REFMAL.ID,Ambon – “Dunia ini panggung sandiwara. Cerita yang mudah berubah. Ada peran wajar dan ada peran yang berpura-pura,” begitu penggalan lirik salah satu lagu lawas nasional di era 1980-1990an yang dipopulerkan roker Nicky Astria. Banyak pelawak atau komedian yang berperan wajar, tapi ada juga (komedian) dan curi tenar di setiap kisah yang tersaji di panggung sandiwara ini.

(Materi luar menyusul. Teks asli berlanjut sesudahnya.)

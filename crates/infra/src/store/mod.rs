//! Durable storage for the ledger document.
//!
//! The store owns exactly one document and only ever reads or overwrites it
//! whole. There is no partial/patch persistence.

pub mod in_memory;
pub mod json_file;
pub mod r#trait;

pub use in_memory::InMemoryStore;
pub use json_file::JsonFileStore;
pub use r#trait::{DocumentStore, Loaded, StoreError};
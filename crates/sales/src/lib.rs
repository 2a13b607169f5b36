//! Sales domain module.
//!
//! A sale is an immutable snapshot of what was sold, to whom and at what
//! margin. It copies the item's name, cost price and warehouse at the time of
//! sale and never follows later edits to the item.

pub mod sale;

pub use sale::{RecordSale, SaleRecord};
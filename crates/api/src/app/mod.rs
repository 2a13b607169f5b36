//! HTTP API application wiring (Axum router + service wiring).
//!
//! - `services.rs`: opens the ledger document and builds the `LedgerService`
//! - `routes/`: HTTP routes + handlers (one file per area)
//! - `dto.rs`: response DTOs and naming helpers
//! - `errors.rs`: consistent `{ "error": ... }` responses

use std::sync::Arc;

use axum::{extract::DefaultBodyLimit, routing::get, Extension, Router};
use tower::ServiceBuilder;
use tower_http::{cors::CorsLayer, trace::TraceLayer};

use shopledger_infra::StoreError;

use crate::config::ServerConfig;
use crate::middleware;

pub mod dto;
pub mod errors;
pub mod routes;
pub mod services;

/// Build the full HTTP router (public entrypoint used by `main.rs`).
pub fn build_app(config: &ServerConfig) -> Result<Router, StoreError> {
    let services = Arc::new(services::build_services(config)?);
    Ok(router_with_services(services, config.body_limit))
}

/// Router over an already-opened ledger.
pub fn router_with_services(services: Arc<services::AppServices>, body_limit: usize) -> Router {
    Router::new()
        .route("/health", get(routes::system::health))
        .nest("/api", routes::router())
        .layer(Extension(services))
        .layer(DefaultBodyLimit::max(body_limit))
        .layer(
            ServiceBuilder::new()
                .layer(axum::middleware::from_fn(middleware::request_id))
                .layer(TraceLayer::new_for_http())
                .layer(CorsLayer::permissive()),
        )
}
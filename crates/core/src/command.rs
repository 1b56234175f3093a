//! Executor and hook traits wired into the tree.
//!
//! These are the four asynchronous seams of the library: executors
//! ([`Command`]), redirect modifiers ([`RedirectModifier`], synchronous by
//! design), per-node suggestion overrides ([`SuggestionProvider`]), and the
//! dispatcher-level [`ResultConsumer`]. Everything else in the engine is
//! synchronous.

use async_trait::async_trait;
use futures::future::BoxFuture;

use crate::context::CommandContext;
use crate::error::CommandError;
use crate::suggest::SuggestionsBuilder;

/// Bounds every caller-provided source value must satisfy.
///
/// Blanket-implemented; callers never implement this by hand. The source is
/// cloned into each execution branch, so forked redirects can hand every
/// branch its own derived value.
pub trait Source: Clone + Send + Sync + 'static {}

impl<T: Clone + Send + Sync + 'static> Source for T {}

// ─── Executors ───────────────────────────────────────────────────────────────

/// An executor attached to a command node.
///
/// The return value is the command's result payload; `None` means the
/// executor completed without a value.
#[async_trait]
pub trait Command<S: Source>: Send + Sync {
    /// Run the command against a frozen context.
    async fn run(&self, ctx: &CommandContext<S>) -> Result<Option<i32>, CommandError>;
}

/// Adapter turning a synchronous closure into a [`Command`].
pub struct FnCommand<F>(pub F);

#[async_trait]
impl<S, F> Command<S> for FnCommand<F>
where
    S: Source,
    F: Fn(&CommandContext<S>) -> Result<Option<i32>, CommandError> + Send + Sync,
{
    async fn run(&self, ctx: &CommandContext<S>) -> Result<Option<i32>, CommandError> {
        (self.0)(ctx)
    }
}

/// Adapter for executors that need to await.
pub struct AsyncCommand<F>(pub F);

#[async_trait]
impl<S, F> Command<S> for AsyncCommand<F>
where
    S: Source,
    F: for<'a> Fn(&'a CommandContext<S>) -> BoxFuture<'a, Result<Option<i32>, CommandError>>
        + Send
        + Sync,
{
    async fn run(&self, ctx: &CommandContext<S>) -> Result<Option<i32>, CommandError> {
        (self.0)(ctx).await
    }
}

// ─── Redirect modifiers ──────────────────────────────────────────────────────

/// Derives the source value(s) a redirect hands to the target subtree.
///
/// Returning more than one source forks the execution: every derived source
/// gets its own branch, and branch failures are collected instead of aborting
/// the whole run.
pub trait RedirectModifier<S: Source>: Send + Sync {
    /// Compute the derived sources from the context at the redirect point.
    fn sources(&self, ctx: &CommandContext<S>) -> Result<Vec<S>, CommandError>;
}

impl<S, F> RedirectModifier<S> for F
where
    S: Source,
    F: Fn(&CommandContext<S>) -> Result<Vec<S>, CommandError> + Send + Sync,
{
    fn sources(&self, ctx: &CommandContext<S>) -> Result<Vec<S>, CommandError> {
        self(ctx)
    }
}

// ─── Suggestion providers ────────────────────────────────────────────────────

/// Per-node completion override for argument nodes.
///
/// When present on a node it replaces the argument type's own
/// `list_suggestions`. Errors are swallowed by the suggestion engine so one
/// failing provider cannot poison the whole completion set.
#[async_trait]
pub trait SuggestionProvider<S: Source>: Send + Sync {
    /// Fill `builder` with completions valid at the builder's anchor.
    async fn suggest(
        &self,
        ctx: &CommandContext<S>,
        builder: &mut SuggestionsBuilder,
    ) -> Result<(), CommandError>;
}

#[async_trait]
impl<S, F> SuggestionProvider<S> for F
where
    S: Source,
    F: Fn(&CommandContext<S>, &mut SuggestionsBuilder) -> Result<(), CommandError> + Send + Sync,
{
    async fn suggest(
        &self,
        ctx: &CommandContext<S>,
        builder: &mut SuggestionsBuilder,
    ) -> Result<(), CommandError> {
        self(ctx, builder)
    }
}

// ─── Result consumer ─────────────────────────────────────────────────────────

/// Dispatcher-level hook notified after every executor completion.
pub trait ResultConsumer<S: Source>: Send + Sync {
    /// Called with the branch context, whether the executor succeeded, and
    /// its value when it did.
    fn command_complete(&self, ctx: &CommandContext<S>, success: bool, value: Option<i32>);
}

impl<S, F> ResultConsumer<S> for F
where
    S: Source,
    F: Fn(&CommandContext<S>, bool, Option<i32>) + Send + Sync,
{
    fn command_complete(&self, ctx: &CommandContext<S>, success: bool, value: Option<i32>) {
        self(ctx, success, value)
    }
}
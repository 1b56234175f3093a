//! Suggestion engine tests: cursor anchoring, literal and argument
//! completions, visibility filtering, and merge behavior.

mod common;

use common::{demo_dispatcher, source, TestSource};

use cmdtree_core::{
    literal, CommandContext, CommandDispatcher, CommandError, Gate, StringArgument,
    SuggestionKind, SuggestionsBuilder,
};

// ─── Cursor anchoring in the demo grammar ───────────────────────────────────

#[tokio::test]
async fn suggests_children_after_a_completed_literal() {
    let dispatcher = demo_dispatcher();
    let parse = dispatcher.parse("i ", source()).await;
    let suggestions = dispatcher.completion_suggestions_at(&parse, 2).await;
    assert_eq!(suggestions.texts(), vec!["1", "2"]);
}

#[tokio::test]
async fn suggests_permitted_roots_at_cursor_zero() {
    let dispatcher = demo_dispatcher();
    let parse = dispatcher.parse("i ", source()).await;
    let suggestions = dispatcher.completion_suggestions_at(&parse, 0).await;
    // `d` is omitted: its requirement denies without a reason.
    assert_eq!(
        suggestions.texts(),
        vec!["a", "b", "c", "e", "f", "g", "h", "i", "j", "k", "user-test"]
    );
}

#[tokio::test]
async fn a_partially_typed_token_is_completed_not_repeated() {
    let dispatcher = demo_dispatcher();
    let parse = dispatcher.parse("a 1 i ", source()).await;

    // Cursor inside the token `i`: both `i` and `ii` match the prefix, but
    // `i` equals what is already typed and is dropped.
    let suggestions = dispatcher.completion_suggestions_at(&parse, 5).await;
    assert_eq!(suggestions.texts(), vec!["ii"]);

    // Cursor just before the token: nothing is typed yet, both offered.
    let suggestions = dispatcher.completion_suggestions_at(&parse, 4).await;
    assert_eq!(suggestions.texts(), vec!["i", "ii"]);
}

#[tokio::test]
async fn a_failed_argument_suggests_from_its_own_position() {
    let dispatcher = demo_dispatcher();
    // The `User` argument rejected "use" (too short); suggestions at the end
    // of that token still come from the argument's examples.
    let parse = dispatcher.parse("user-test use rule1 ", source()).await;
    let suggestions = dispatcher.completion_suggestions_at(&parse, 13).await;
    assert_eq!(
        suggestions.texts(),
        vec!["user1", "user2", "user3", "user4"]
    );
}

#[tokio::test]
async fn an_accepted_argument_moves_suggestions_to_the_next_one() {
    let dispatcher = demo_dispatcher();
    let parse = dispatcher.parse("user-test user rule", source()).await;
    let suggestions = dispatcher.completion_suggestions_at(&parse, 19).await;
    assert_eq!(suggestions.texts(), vec!["rule1", "rule2", "rule3"]);
}

#[tokio::test]
async fn default_cursor_is_the_end_of_input() {
    let dispatcher = demo_dispatcher();
    let parse = dispatcher.parse("e ", source()).await;
    let suggestions = dispatcher.completion_suggestions(&parse).await;
    assert_eq!(suggestions.texts(), vec!["1"]);
}

// ─── Metadata ───────────────────────────────────────────────────────────────

#[tokio::test]
async fn literal_suggestions_carry_literal_metadata() {
    let dispatcher = demo_dispatcher();
    let parse = dispatcher.parse("i ", source()).await;
    let suggestions = dispatcher.completion_suggestions_at(&parse, 2).await;
    for entry in suggestions.entries() {
        assert_eq!(entry.kind, Some(SuggestionKind::Literal));
        assert!(entry.node.is_some(), "the originating node is attached");
    }
}

#[tokio::test]
async fn argument_suggestions_carry_argument_metadata() {
    let dispatcher = demo_dispatcher();
    let parse = dispatcher.parse("user-test user rule", source()).await;
    let suggestions = dispatcher.completion_suggestions_at(&parse, 19).await;
    for entry in suggestions.entries() {
        assert_eq!(entry.kind, Some(SuggestionKind::Argument));
        assert_eq!(entry.usage.as_deref(), Some("<Dummy>"));
    }
}

#[tokio::test]
async fn aliases_are_suggested_with_a_tooltip() {
    let mut dispatcher: CommandDispatcher<TestSource> = CommandDispatcher::new();
    dispatcher.register(literal(["teleport", "tp"]).executes(|_| Ok(None)));

    let parse = dispatcher.parse("", source()).await;
    let suggestions = dispatcher.completion_suggestions_at(&parse, 0).await;
    assert_eq!(suggestions.texts(), vec!["teleport", "tp"]);
    for entry in suggestions.entries() {
        assert_eq!(entry.tooltip.as_deref(), Some("tp"));
    }
}

// ─── Providers and visibility ───────────────────────────────────────────────

#[tokio::test]
async fn per_node_provider_overrides_the_argument_type() {
    let mut dispatcher: CommandDispatcher<TestSource> = CommandDispatcher::new();
    dispatcher.register(literal("go").then_argument(
        "direction",
        StringArgument::word(),
        |b| {
            b.executes(|_| Ok(None)).suggests(
                |_ctx: &CommandContext<TestSource>, builder: &mut SuggestionsBuilder| {
                    builder.suggest("north");
                    builder.suggest("south");
                    Ok(())
                },
            )
        },
    ));

    let parse = dispatcher.parse("go ", source()).await;
    let suggestions = dispatcher.completion_suggestions_at(&parse, 3).await;
    assert_eq!(suggestions.texts(), vec!["north", "south"]);
}

#[tokio::test]
async fn a_failing_provider_does_not_poison_its_siblings() {
    let mut dispatcher: CommandDispatcher<TestSource> = CommandDispatcher::new();
    dispatcher.register(
        literal("p")
            .then_argument("bad", StringArgument::word(), |b| {
                b.suggests(
                    |_ctx: &CommandContext<TestSource>, _builder: &mut SuggestionsBuilder| {
                        Err(CommandError::message("provider exploded"))
                    },
                )
            })
            .then_literal("ok", |b| b.executes(|_| Ok(None))),
    );

    let parse = dispatcher.parse("p ", source()).await;
    let suggestions = dispatcher.completion_suggestions_at(&parse, 2).await;
    assert_eq!(suggestions.texts(), vec!["ok"]);
}

#[tokio::test]
async fn denied_with_reason_stays_listed_hidden_does_not() {
    let mut dispatcher: CommandDispatcher<TestSource> = CommandDispatcher::new();
    dispatcher.register(
        literal("deploy")
            .requires(|s: &TestSource| {
                if s.admin {
                    Gate::Allow
                } else {
                    Gate::denied("admins only")
                }
            })
            .executes(|_| Ok(None)),
    );
    dispatcher.register(
        literal("secret")
            .requires(|_| Gate::hidden())
            .executes(|_| Ok(None)),
    );

    let parse = dispatcher.parse("", source()).await;
    let suggestions = dispatcher.completion_suggestions_at(&parse, 0).await;
    assert_eq!(
        suggestions.texts(),
        vec!["deploy"],
        "reasoned denials stay in the tree, hidden ones vanish"
    );
}

#[tokio::test]
async fn suggestions_serialize_for_ui_consumers() {
    let dispatcher = demo_dispatcher();
    let parse = dispatcher.parse("i ", source()).await;
    let suggestions = dispatcher.completion_suggestions_at(&parse, 2).await;
    let json = serde_json::to_value(&suggestions).unwrap();
    assert_eq!(json["entries"][0]["text"], "1");
    assert_eq!(json["entries"][0]["kind"], "literal");
    assert_eq!(json["range"]["start"], 2);
}

#[tokio::test]
async fn case_insensitive_prefixes_complete_to_the_canonical_spelling() {
    let dispatcher = demo_dispatcher();
    let parse = dispatcher.parse("USER", source()).await;
    let suggestions = dispatcher.completion_suggestions_at(&parse, 4).await;
    assert_eq!(suggestions.texts(), vec!["user-test"]);
}
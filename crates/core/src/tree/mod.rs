//! Grammar tree: node model, arena, and the fluent builder.

mod builder;
mod node;

pub use builder::{argument, literal, BuiltNode, CommandBuilder, LiteralNames};
pub use node::{CommandNode, Gate, NodeId, RequirementFailure, Tree};

pub(crate) use node::{NodeKind, ROOT};
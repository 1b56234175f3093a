//! The parser: non-deterministic descent over the grammar tree.
//!
//! Every child of the current node is attempted against a cloned reader and a
//! copied context; failures land in a per-call error map keyed by the child,
//! and surviving alternatives compete under a deterministic tie-break. The
//! descent suspends only inside an argument type's `load`.

use std::collections::HashMap;

use futures::future::{BoxFuture, FutureExt};

use crate::command::Source;
use crate::context::{ContextBuilder, ParsedArgument};
use crate::error::{CommandError, ErrorKind, Span};
use crate::reader::{StrReader, ARGUMENT_SEPARATOR};
use crate::tree::{NodeId, NodeKind, Tree};

/// Outcome of a parse: the deepest successful state, the reader at the point
/// the parse stopped, and the errors of rejected alternatives.
///
/// An empty error map with a fully-consumed reader signals complete success.
pub struct ParseResults<S: Source> {
    /// Deepest context builder reached.
    pub context: ContextBuilder<S>,
    /// Reader positioned where the parse stopped.
    pub reader: StrReader,
    /// Errors of the children that were tried and rejected.
    pub exceptions: HashMap<NodeId, CommandError>,
}

impl<S: Source> ParseResults<S> {
    /// Whether the whole input was consumed with no rejected alternative
    /// left standing.
    pub fn is_complete(&self) -> bool {
        self.exceptions.is_empty() && !self.reader.can_read_any()
    }
}

/// Parse `input` against the tree starting at `root`.
pub(crate) async fn parse_input<S: Source>(
    tree: &Tree<S>,
    root: NodeId,
    input: &str,
    source: S,
) -> ParseResults<S> {
    let reader = StrReader::new(input);
    let context = ContextBuilder::new(source, root, reader.cursor());
    parse_nodes(tree, root, reader, context).await
}

/// One level of descent: try every relevant child of `node`.
///
/// Boxed because the redirect and child recursions make this future
/// self-referential in type.
fn parse_nodes<'t, S: Source>(
    tree: &'t Tree<S>,
    node: NodeId,
    reader: StrReader,
    context_so_far: ContextBuilder<S>,
) -> BoxFuture<'t, ParseResults<S>> {
    async move {
        let source = context_so_far.source().clone();
        let cursor = reader.cursor();
        let mut errors: HashMap<NodeId, CommandError> = HashMap::new();
        let mut potentials: Vec<ParseResults<S>> = Vec::new();

        for child in tree.relevant_children(node, &reader) {
            if let Some(failure) = tree.check_requirement(child, &source) {
                if let Some(reason) = failure.reason {
                    let mut pinned = reader.clone();
                    pinned.set_cursor(cursor);
                    errors.insert(
                        child,
                        CommandError::with_reader(ErrorKind::RequirementFailed(reason), pinned),
                    );
                }
                continue;
            }

            let mut context = context_so_far.clone();
            let mut child_reader = reader.clone();
            if let Err(err) = parse_child(tree, child, &mut child_reader, &mut context).await {
                errors.insert(child, err);
                continue;
            }
            // A matched token must end the input or be followed by the
            // argument separator.
            if child_reader.can_read_any() && child_reader.peek() != Some(ARGUMENT_SEPARATOR) {
                errors.insert(
                    child,
                    child_reader.error_here(ErrorKind::ExpectedArgumentSeparator),
                );
                continue;
            }
            context.with_command(tree[child].command.clone());

            // A redirect re-enters the tree right after the separator, so one
            // character of lookahead suffices; a normal descent needs the
            // separator plus at least one character for the next child.
            let needed = if tree[child].redirect.is_some() { 1 } else { 2 };
            if child_reader.can_read(needed) {
                child_reader.skip();
                if let Some(target) = tree[child].redirect {
                    let child_context =
                        ContextBuilder::new(source.clone(), target, child_reader.cursor());
                    let parse = parse_nodes(tree, target, child_reader, child_context).await;
                    context.with_child(parse.context);
                    return ParseResults {
                        context,
                        reader: parse.reader,
                        exceptions: parse.exceptions,
                    };
                }
                potentials.push(parse_nodes(tree, child, child_reader, context).await);
            } else {
                potentials.push(ParseResults {
                    context,
                    reader: child_reader,
                    exceptions: HashMap::new(),
                });
            }
        }

        if !potentials.is_empty() {
            // Fully-consumed input beats leftover; error-free beats errored.
            // The sort is stable, so insertion order (literals before
            // arguments, then name order) breaks remaining ties.
            potentials.sort_by_key(|p| (p.reader.can_read_any(), !p.exceptions.is_empty()));
            return potentials.remove(0);
        }

        ParseResults {
            context: context_so_far,
            reader,
            exceptions: errors,
        }
    }
    .boxed()
}

/// Consume one child node from the reader, stamping the context.
async fn parse_child<S: Source>(
    tree: &Tree<S>,
    child: NodeId,
    reader: &mut StrReader,
    context: &mut ContextBuilder<S>,
) -> Result<(), CommandError> {
    let node = &tree[child];
    let start = reader.cursor();
    match &node.kind {
        NodeKind::Root => {
            let mut pinned = reader.clone();
            pinned.set_cursor(start);
            Err(CommandError::with_reader(
                ErrorKind::Unknown("command".into()),
                pinned,
            ))
        }
        NodeKind::Literal { names } => match node.literal_match_len(reader) {
            Some(len) => {
                reader.set_cursor(start + len);
                let span = Span::new(start, reader.cursor());
                context.with_node(child, span, node.modifier.clone());
                Ok(())
            }
            None => {
                let mut pinned = reader.clone();
                pinned.set_cursor(start);
                Err(CommandError::with_reader(
                    ErrorKind::Literal(names[0].clone()),
                    pinned,
                ))
            }
        },
        NodeKind::Argument { name, ty, .. } => {
            let parsed = match ty.parse_erased(reader) {
                Ok(parsed) => parsed,
                Err(err) if err.should_rewind() => return Err(err.or_pin(reader, start)),
                Err(err) => {
                    // The thrower pinned an inner position and asked us not
                    // to rewind past it.
                    if let Some(inner) = err.cursor() {
                        reader.set_cursor(inner);
                    }
                    return Err(err);
                }
            };
            let span = Span::new(start, reader.cursor());
            let value = match ty.load_erased(parsed).await {
                Ok(value) => value,
                Err(err) => return Err(err.or_pin(reader, start)),
            };
            context.with_argument(name.clone(), ParsedArgument { span, value });
            context.with_node(child, span, node.modifier.clone());
            Ok(())
        }
    }
}
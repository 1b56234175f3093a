//! Fluent construction of command subtrees.
//!
//! Builders assemble detached [`BuiltNode`] trees; registering them with the
//! dispatcher materializes arena nodes and merges into any existing commands
//! of the same name. Builder misuse (children on a redirect, a provider on a
//! literal) is a programming error and panics.

use std::sync::Arc;

use futures::future::BoxFuture;

use crate::args::{ArgumentType, ErasedArgumentType};
use crate::command::{
    AsyncCommand, Command, FnCommand, RedirectModifier, Source, SuggestionProvider,
};
use crate::context::CommandContext;
use crate::error::CommandError;
use crate::tree::node::{Gate, NodeId, RequirementFn};

/// A detached node tree produced by a [`CommandBuilder`].
pub struct BuiltNode<S: Source> {
    pub(crate) kind: BuiltKind<S>,
    pub(crate) children: Vec<BuiltNode<S>>,
    pub(crate) command: Option<Arc<dyn Command<S>>>,
    pub(crate) description: Option<String>,
    pub(crate) requirements: Vec<RequirementFn<S>>,
    pub(crate) redirect: Option<NodeId>,
    pub(crate) modifier: Option<Arc<dyn RedirectModifier<S>>>,
}

pub(crate) enum BuiltKind<S: Source> {
    Literal {
        names: Vec<String>,
    },
    Argument {
        name: String,
        ty: Arc<dyn ErasedArgumentType>,
        provider: Option<Arc<dyn SuggestionProvider<S>>>,
    },
}

impl<S: Source> BuiltNode<S> {
    /// Canonical name (literal text or argument name).
    pub fn name(&self) -> &str {
        match &self.kind {
            BuiltKind::Literal { names } => &names[0],
            BuiltKind::Argument { name, .. } => name,
        }
    }
}

/// One or more literal names: canonical first, aliases after.
pub trait LiteralNames {
    /// The name list; must be non-empty.
    fn into_names(self) -> Vec<String>;
}

impl LiteralNames for &str {
    fn into_names(self) -> Vec<String> {
        vec![self.to_owned()]
    }
}

impl LiteralNames for String {
    fn into_names(self) -> Vec<String> {
        vec![self]
    }
}

impl<const N: usize> LiteralNames for [&str; N] {
    fn into_names(self) -> Vec<String> {
        assert!(N > 0, "a literal needs at least one name");
        self.iter().map(|s| (*s).to_owned()).collect()
    }
}

impl LiteralNames for &[&str] {
    fn into_names(self) -> Vec<String> {
        assert!(!self.is_empty(), "a literal needs at least one name");
        self.iter().map(|s| (*s).to_owned()).collect()
    }
}

/// Start building a literal node.
pub fn literal<S: Source>(names: impl LiteralNames) -> CommandBuilder<S> {
    CommandBuilder {
        node: BuiltNode {
            kind: BuiltKind::Literal {
                names: names.into_names(),
            },
            children: Vec::new(),
            command: None,
            description: None,
            requirements: Vec::new(),
            redirect: None,
            modifier: None,
        },
    }
}

/// Start building an argument node with the given argument type.
pub fn argument<S: Source>(name: impl Into<String>, ty: impl ArgumentType) -> CommandBuilder<S> {
    CommandBuilder {
        node: BuiltNode {
            kind: BuiltKind::Argument {
                name: name.into(),
                ty: Arc::new(ty),
                provider: None,
            },
            children: Vec::new(),
            command: None,
            description: None,
            requirements: Vec::new(),
            redirect: None,
            modifier: None,
        },
    }
}

/// Fluent builder for one node and its subtree.
pub struct CommandBuilder<S: Source> {
    node: BuiltNode<S>,
}

impl<S: Source> CommandBuilder<S> {
    /// Add a literal child, configured by `sub`.
    pub fn then_literal(
        self,
        names: impl LiteralNames,
        sub: impl FnOnce(CommandBuilder<S>) -> CommandBuilder<S>,
    ) -> Self {
        self.then(sub(literal(names)))
    }

    /// Add an argument child, configured by `sub`.
    pub fn then_argument(
        self,
        name: impl Into<String>,
        ty: impl ArgumentType,
        sub: impl FnOnce(CommandBuilder<S>) -> CommandBuilder<S>,
    ) -> Self {
        self.then(sub(argument(name, ty)))
    }

    /// Add an already-configured child builder.
    pub fn then(mut self, child: CommandBuilder<S>) -> Self {
        assert!(
            self.node.redirect.is_none(),
            "a redirecting node cannot have children"
        );
        self.node.children.push(child.node);
        self
    }

    /// Attach an executor written as a synchronous closure.
    pub fn executes(
        mut self,
        command: impl Fn(&CommandContext<S>) -> Result<Option<i32>, CommandError>
            + Send
            + Sync
            + 'static,
    ) -> Self {
        self.node.command = Some(Arc::new(FnCommand(command)));
        self
    }

    /// Attach an executor that needs to await.
    pub fn executes_async(
        mut self,
        command: impl for<'a> Fn(&'a CommandContext<S>) -> BoxFuture<'a, Result<Option<i32>, CommandError>>
            + Send
            + Sync
            + 'static,
    ) -> Self {
        self.node.command = Some(Arc::new(AsyncCommand(command)));
        self
    }

    /// Attach any [`Command`] implementation as the executor.
    pub fn executes_command(mut self, command: impl Command<S> + 'static) -> Self {
        self.node.command = Some(Arc::new(command));
        self
    }

    /// Attach a human description (shown in suggestion metadata).
    pub fn describe(mut self, text: impl Into<String>) -> Self {
        self.node.description = Some(text.into());
        self
    }

    /// Gate the node behind a predicate over the source.
    ///
    /// Accumulating: every added predicate must allow.
    pub fn requires(mut self, predicate: impl Fn(&S) -> Gate + Send + Sync + 'static) -> Self {
        self.node.requirements.push(Arc::new(predicate));
        self
    }

    /// Redirect further parsing to another node in the tree.
    pub fn redirect(mut self, target: NodeId) -> Self {
        assert!(
            self.node.children.is_empty(),
            "a node with children cannot redirect"
        );
        self.node.redirect = Some(target);
        self
    }

    /// Redirect with a modifier deriving the source(s) for the target.
    pub fn redirect_with(
        mut self,
        target: NodeId,
        modifier: impl RedirectModifier<S> + 'static,
    ) -> Self {
        self = self.redirect(target);
        self.node.modifier = Some(Arc::new(modifier));
        self
    }

    /// Override the argument type's suggestions for this node.
    pub fn suggests(mut self, provider: impl SuggestionProvider<S> + 'static) -> Self {
        match &mut self.node.kind {
            BuiltKind::Argument { provider: slot, .. } => *slot = Some(Arc::new(provider)),
            BuiltKind::Literal { .. } => {
                panic!("suggestion providers apply to argument nodes only")
            }
        }
        self
    }

    /// Finish building, yielding the detached node tree.
    pub fn build(self) -> BuiltNode<S> {
        self.node
    }
}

Banyak yang ingin meraih kesuksesan dengan menutupi peluang orang lain. Banyak juga yang ingin berhasil di bawah ketiak orang lain. Lucu-luculah kisahnya.
Tapi, di dunia jurnalistik lain lagi. Di belantara jurnalistik orang hanya mengenal peristiwa, fakta yang terverifikasi, tokoh/sumber berita, kronologis kejadian, dan solusi atau cara mengatasi persoalan. Atau patronnya: “5W+ 1 H+S.
Jika diterjemahkan detail maka “What”: Apa, “Who”:Siapa?, “Where”: Di mana?, “When”: Kapan?/Bilamana?, “Why”: Mengapa? (5W) + “How”: Bagaimana? (1 H)/”Solution: Jalan keluar (S).
Relevansinya dengan tokoh atau subjek pemberitaan pers, dunia jurnalistik hanya membuka ruang untuk menyampaikan “hak jawab” bagi setiap orang (atau narasumber) yang merasa dirugikan akibat pemberitaan pers hal mana termaktub di dalam Pasal 5 ayat (2) Undang-Undang (UU) Republik Indonesia (RI) Nomor 40 Tahun 1999 tentang Pers. Sejatinya hak jawab hanya diberikan ruang oleh UU Pers ke narasumber atau orang yang dirugikan akibat pemberitaan pers atau suatu institusi media massa.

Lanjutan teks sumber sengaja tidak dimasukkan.